*** EXERCISE INPUTS ***
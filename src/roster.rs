// src/roster.rs
//
// Staff records as exported by the content store, and the immutable roster
// built from them once per session.

use std::collections::HashMap;
use std::sync::OnceLock;

use serde::Deserialize;

use crate::core::{classify, names, sanitize, NameParts, Tier};

/// One person. Read-only once loaded; build test fixtures with `new` + the
/// `with_*` methods.
#[derive(Clone, Debug, Default, Deserialize)]
pub struct StaffRecord {
    #[serde(default, alias = "_id")]
    id: String,
    #[serde(default)]
    name: String,
    #[serde(default)]
    role: Option<String>,
    #[serde(default)]
    department: Option<String>,
    #[serde(default)]
    team: Option<String>,
    #[serde(default)]
    email: Option<String>,
    #[serde(default)]
    phone: Option<String>,
    #[serde(default)]
    photo: Option<String>,

    #[serde(skip)]
    derived: OnceLock<Derived>,
}

#[derive(Clone, Debug)]
struct Derived {
    parts: NameParts,
    search: String,
    sort_last: String,
    sort_first: String,
    tier: Tier,
}

impl PartialEq for StaffRecord {
    fn eq(&self, other: &Self) -> bool {
        self.id == other.id
            && self.name == other.name
            && self.role == other.role
            && self.department == other.department
            && self.team == other.team
            && self.email == other.email
            && self.phone == other.phone
            && self.photo == other.photo
    }
}

impl Eq for StaffRecord {}

impl StaffRecord {
    pub fn new(id: impl Into<String>, name: impl Into<String>) -> Self {
        Self { id: id.into(), name: name.into(), ..Self::default() }
    }

    pub fn with_role(mut self, role: impl Into<String>) -> Self {
        self.role = Some(role.into());
        self.derived = OnceLock::new();
        self
    }

    pub fn with_department(mut self, department: impl Into<String>) -> Self {
        self.department = Some(department.into());
        self.derived = OnceLock::new();
        self
    }

    pub fn with_team(mut self, team: impl Into<String>) -> Self {
        self.team = Some(team.into());
        self.derived = OnceLock::new();
        self
    }

    pub fn with_email(mut self, email: impl Into<String>) -> Self {
        self.email = Some(email.into());
        self
    }

    pub fn with_phone(mut self, phone: impl Into<String>) -> Self {
        self.phone = Some(phone.into());
        self
    }

    pub fn with_photo(mut self, photo: impl Into<String>) -> Self {
        self.photo = Some(photo.into());
        self
    }

    pub fn id(&self) -> &str { &self.id }
    pub fn name(&self) -> &str { &self.name }

    // Blank strings from the content store count as absent.
    pub fn role(&self) -> Option<&str> { non_blank!(self.role) }
    pub fn department(&self) -> Option<&str> { non_blank!(self.department) }
    pub fn team(&self) -> Option<&str> { non_blank!(self.team) }
    pub fn email(&self) -> Option<&str> { non_blank!(self.email) }
    pub fn phone(&self) -> Option<&str> { non_blank!(self.phone) }
    pub fn photo(&self) -> Option<&str> { non_blank!(self.photo) }

    /// Name as shown: invisible characters cleaned, whitespace collapsed.
    pub fn display_name(&self) -> String {
        sanitize::normalize_ws(&sanitize::clean_invisible(&self.name))
    }

    /// "Role · Department", whichever halves exist.
    pub fn subtitle(&self) -> Option<String> {
        match (self.role(), self.department()) {
            (Some(r), Some(d)) => Some(format!("{r} · {d}")),
            (Some(r), None) => Some(s!(r)),
            (None, Some(d)) => Some(s!(d)),
            (None, None) => None,
        }
    }

    pub fn mailto(&self) -> Option<String> {
        self.email().map(|e| join!("mailto:", e))
    }

    pub fn tel(&self) -> Option<String> {
        self.phone()
            .map(sanitize::dial_string)
            .filter(|d| !d.is_empty())
            .map(|d| join!("tel:", &d))
    }

    fn derived(&self) -> &Derived {
        self.derived.get_or_init(|| {
            let parts = names::normalize(&self.name);
            let search = names::match_key(&format!(
                "{} {} {}",
                self.name,
                self.role().unwrap_or(""),
                self.department().unwrap_or(""),
            ));
            Derived {
                sort_last: parts.last.to_lowercase(),
                sort_first: parts.first.to_lowercase(),
                parts,
                search,
                tier: classify::classify(self),
            }
        })
    }

    pub fn name_parts(&self) -> &NameParts { &self.derived().parts }
    pub fn tier(&self) -> Tier { self.derived().tier }

    /// Lower-cased, accent-folded "name role department".
    pub fn search_key(&self) -> &str { &self.derived().search }

    /// (surname, given name), lower-cased and folded.
    pub fn sort_key(&self) -> (&str, &str) {
        let d = self.derived();
        (&d.sort_last, &d.sort_first)
    }
}

/// The full set of records for a session. Built once, never mutated.
#[derive(Clone, Debug, Default)]
pub struct Roster {
    records: Vec<StaffRecord>,
    by_id: HashMap<String, usize>,
}

impl Roster {
    /// Records without an id are dropped; for duplicate ids the first wins.
    pub fn new(records: Vec<StaffRecord>) -> Self {
        let mut kept = Vec::with_capacity(records.len());
        let mut by_id = HashMap::with_capacity(records.len());
        for mut record in records {
            let id = s!(record.id.trim());
            if id.is_empty() {
                loge!("Roster: dropping record without id ({:?})", record.name);
                continue;
            }
            if by_id.contains_key(&id) {
                loge!("Roster: duplicate id {:?}, keeping the first", id);
                continue;
            }
            record.id = id.clone();
            by_id.insert(id, kept.len());
            kept.push(record);
        }
        // Fill the derived cache now rather than on the first filter pass.
        for r in &kept {
            r.name_parts();
        }
        logd!("Roster: {} record(s)", kept.len());
        Self { records: kept, by_id }
    }

    pub fn records(&self) -> &[StaffRecord] { &self.records }
    pub fn len(&self) -> usize { self.records.len() }
    pub fn is_empty(&self) -> bool { self.records.is_empty() }

    pub fn get(&self, id: &str) -> Option<&StaffRecord> {
        self.by_id.get(id).map(|&ix| &self.records[ix])
    }

    pub fn iter(&self) -> std::slice::Iter<'_, StaffRecord> {
        self.records.iter()
    }
}

impl FromIterator<StaffRecord> for Roster {
    fn from_iter<T: IntoIterator<Item = StaffRecord>>(iter: T) -> Self {
        Roster::new(iter.into_iter().collect())
    }
}
// src/link/state.rs
use super::location::Location;
use crate::config::consts::{PARAM_LETTER, PARAM_OPEN, PARAM_QUERY};

/// Everything that decides what the directory shows. Lives only in the
/// location's query string, so a reload or shared link reproduces the view.
#[derive(Clone, Debug, Default, PartialEq, Eq)]
pub struct FilterState {
    /// Raw search text, exactly as typed
    pub query: String,
    /// 'A'..='Z'
    pub letter: Option<char>,
    /// Id of the open profile
    pub open: Option<String>,
}

impl FilterState {
    pub fn from_location(loc: &Location) -> Self {
        Self {
            query: loc.get(PARAM_QUERY).map(String::from).unwrap_or_default(),
            letter: loc.get(PARAM_LETTER).and_then(parse_letter),
            open: loc.get(PARAM_OPEN).filter(|v| !v.is_empty()).map(String::from),
        }
    }

    /// Merge into `loc`, dropping keys that are absent and leaving any other
    /// parameters where they are.
    pub fn write_to(&self, loc: &mut Location) {
        loc.set(PARAM_QUERY, Some(self.query.as_str()).filter(|q| !q.is_empty()));
        let letter = self.letter.map(|c| c.to_string());
        loc.set(PARAM_LETTER, letter.as_deref());
        loc.set(PARAM_OPEN, self.open.as_deref().filter(|v| !v.is_empty()));
    }

    pub fn has_letter(&self) -> bool {
        self.letter.is_some()
    }

    pub fn with_open(&self, id: Option<&str>) -> Self {
        Self { open: id.map(String::from), ..self.clone() }
    }
}

/// First character, upper-cased; anything outside A–Z is no letter.
pub fn parse_letter(s: &str) -> Option<char> {
    s.trim()
        .chars()
        .next()
        .map(|c| c.to_ascii_uppercase())
        .filter(|c| c.is_ascii_uppercase())
}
*** End of EXERCISE INPUTS ***
WHAT YOU ARE ASKED TO DO: Produce a verbatim copy of each record above.

RESULT OF THE TASK:
filename src/roster.rs
// src/roster.rs
//
// Staff records as exported by the content store, and the immutable roster
// built from them once per session.

use std::collections::HashMap;
use std::sync::OnceLock;

use serde::Deserialize;

use crate::core::{classify, names, sanitize, NameParts, Tier};

/// One person. Read-only once loaded; build test fixtures with `new` + the
/// `with_*` methods.
#[derive(Clone, Debug, Default, Deserialize)]
pub struct StaffRecord {
    #[serde(default, alias = "_id")]
    id: String,
    #[serde(default)]
    name: String,
    #[serde(default)]
    role: Option<String>,
    #[serde(default)]
    department: Option<String>,
    #[serde(default)]
    team: Option<String>,
    #[serde(default)]
    email: Option<String>,
    #[serde(default)]
    phone: Option<String>,
    #[serde(default)]
    photo: Option<String>,

    #[serde(skip)]
    derived: OnceLock<Derived>,
}

#[derive(Clone, Debug)]
struct Derived {
    parts: NameParts,
    search: String,
    sort_last: String,
    sort_first: String,
    tier: Tier,
}

impl PartialEq for StaffRecord {
    fn eq(&self, other: &Self) -> bool {
        self.id == other.id
            && self.name == other.name
            && self.role == other.role
            && self.department == other.department
            && self.team == other.team
            && self.email == other.email
            && self.phone == other.phone
            && self.photo == other.photo
    }
}

impl Eq for StaffRecord {}

impl StaffRecord {
    pub fn new(id: impl Into<String>, name: impl Into<String>) -> Self {
        Self { id: id.into(), name: name.into(), ..Self::default() }
    }

    pub fn with_role(mut self, role: impl Into<String>) -> Self {
        self.role = Some(role.into());
        self.derived = OnceLock::new();
        self
    }

    pub fn with_department(mut self, department: impl Into<String>) -> Self {
        self.department = Some(department.into());
        self.derived = OnceLock::new();
        self
    }

    pub fn with_team(mut self, team: impl Into<String>) -> Self {
        self.team = Some(team.into());
        self.derived = OnceLock::new();
        self
    }

    pub fn with_email(mut self, email: impl Into<String>) -> Self {
        self.email = Some(email.into());
        self
    }

    pub fn with_phone(mut self, phone: impl Into<String>) -> Self {
        self.phone = Some(phone.into());
        self
    }

    pub fn with_photo(mut self, photo: impl Into<String>) -> Self {
        self.photo = Some(photo.into());
        self
    }

    pub fn id(&self) -> &str { &self.id }
    pub fn name(&self) -> &str { &self.name }

    // Blank strings from the content store count as absent.
    pub fn role(&self) -> Option<&str> { non_blank!(self.role) }
    pub fn department(&self) -> Option<&str> { non_blank!(self.department) }
    pub fn team(&self) -> Option<&str> { non_blank!(self.team) }
    pub fn email(&self) -> Option<&str> { non_blank!(self.email) }
    pub fn phone(&self) -> Option<&str> { non_blank!(self.phone) }
    pub fn photo(&self) -> Option<&str> { non_blank!(self.photo) }

    /// Name as shown: invisible characters cleaned, whitespace collapsed.
    pub fn display_name(&self) -> String {
        sanitize::normalize_ws(&sanitize::clean_invisible(&self.name))
    }

    /// "Role · Department", whichever halves exist.
    pub fn subtitle(&self) -> Option<String> {
        match (self.role(), self.department()) {
            (Some(r), Some(d)) => Some(format!("{r} · {d}")),
            (Some(r), None) => Some(s!(r)),
            (None, Some(d)) => Some(s!(d)),
            (None, None) => None,
        }
    }

    pub fn mailto(&self) -> Option<String> {
        self.email().map(|e| join!("mailto:", e))
    }

    pub fn tel(&self) -> Option<String> {
        self.phone()
            .map(sanitize::dial_string)
            .filter(|d| !d.is_empty())
            .map(|d| join!("tel:", &d))
    }

    fn derived(&self) -> &Derived {
        self.derived.get_or_init(|| {
            let parts = names::normalize(&self.name);
            let search = names::match_key(&format!(
                "{} {} {}",
                self.name,
                self.role().unwrap_or(""),
                self.department().unwrap_or(""),
            ));
            Derived {
                sort_last: parts.last.to_lowercase(),
                sort_first: parts.first.to_lowercase(),
                parts,
                search,
                tier: classify::classify(self),
            }
        })
    }

    pub fn name_parts(&self) -> &NameParts { &self.derived().parts }
    pub fn tier(&self) -> Tier { self.derived().tier }

    /// Lower-cased, accent-folded "name role department".
    pub fn search_key(&self) -> &str { &self.derived().search }

    /// (surname, given name), lower-cased and folded.
    pub fn sort_key(&self) -> (&str, &str) {
        let d = self.derived();
        (&d.sort_last, &d.sort_first)
    }
}

/// The full set of records for a session. Built once, never mutated.
#[derive(Clone, Debug, Default)]
pub struct Roster {
    records: Vec<StaffRecord>,
    by_id: HashMap<String, usize>,
}

impl Roster {
    /// Records without an id are dropped; for duplicate ids the first wins.
    pub fn new(records: Vec<StaffRecord>) -> Self {
        let mut kept = Vec::with_capacity(records.len());
        let mut by_id = HashMap::with_capacity(records.len());
        for mut record in records {
            let id = s!(record.id.trim());
            if id.is_empty() {
                loge!("Roster: dropping record without id ({:?})", record.name);
                continue;
            }
            if by_id.contains_key(&id) {
                loge!("Roster: duplicate id {:?}, keeping the first", id);
                continue;
            }
            record.id = id.clone();
            by_id.insert(id, kept.len());
            kept.push(record);
        }
        // Fill the derived cache now rather than on the first filter pass.
        for r in &kept {
            r.name_parts();
        }
        logd!("Roster: {} record(s)", kept.len());
        Self { records: kept, by_id }
    }

    pub fn records(&self) -> &[StaffRecord] { &self.records }
    pub fn len(&self) -> usize { self.records.len() }
    pub fn is_empty(&self) -> bool { self.records.is_empty() }

    pub fn get(&self, id: &str) -> Option<&StaffRecord> {
        self.by_id.get(id).map(|&ix| &self.records[ix])
    }

    pub fn iter(&self) -> std::slice::Iter<'_, StaffRecord> {
        self.records.iter()
    }
}

impl FromIterator<StaffRecord> for Roster {
    fn from_iter<T: IntoIterator<Item = StaffRecord>>(iter: T) -> Self {
        Roster::new(iter.into_iter().collect())
    }
}
// src/link/state.rs
use super::location::Location;
use crate::config::consts::{PARAM_LETTER, PARAM_OPEN, PARAM_QUERY};

/// Everything that decides what the directory shows. Lives only in the
/// location's query string, so a reload or shared link reproduces the view.
#[derive(Clone, Debug, Default, PartialEq, Eq)]
pub struct FilterState {
    /// Raw search text, exactly as typed
    pub query: String,
    /// 'A'..='Z'
    pub letter: Option<char>,
    /// Id of the open profile
    pub open: Option<String>,
}

impl FilterState {
    pub fn from_location(loc: &Location) -> Self {
        Self {
            query: loc.get(PARAM_QUERY).map(String::from).unwrap_or_default(),
            letter: loc.get(PARAM_LETTER).and_then(parse_letter),
            open: loc.get(PARAM_OPEN).filter(|v| !v.is_empty()).map(String::from),
        }
    }

    /// Merge into `loc`, dropping keys that are absent and leaving any other
    /// parameters where they are.
    pub fn write_to(&self, loc: &mut Location) {
        loc.set(PARAM_QUERY, Some(self.query.as_str()).filter(|q| !q.is_empty()));
        let letter = self.letter.map(|c| c.to_string());
        loc.set(PARAM_LETTER, letter.as_deref());
        loc.set(PARAM_OPEN, self.open.as_deref().filter(|v| !v.is_empty()));
    }

    pub fn has_letter(&self) -> bool {
        self.letter.is_some()
    }

    pub fn with_open(&self, id: Option<&str>) -> Self {
        Self { open: id.map(String::from), ..self.clone() }
    }
}

/// First character, upper-cased; anything outside A–Z is no letter.
pub fn parse_letter(s: &str) -> Option<char> {
    s.trim()
        .chars()
        .next()
        .map(|c| c.to_ascii_uppercase())
        .filter(|c| c.is_ascii_uppercase())
}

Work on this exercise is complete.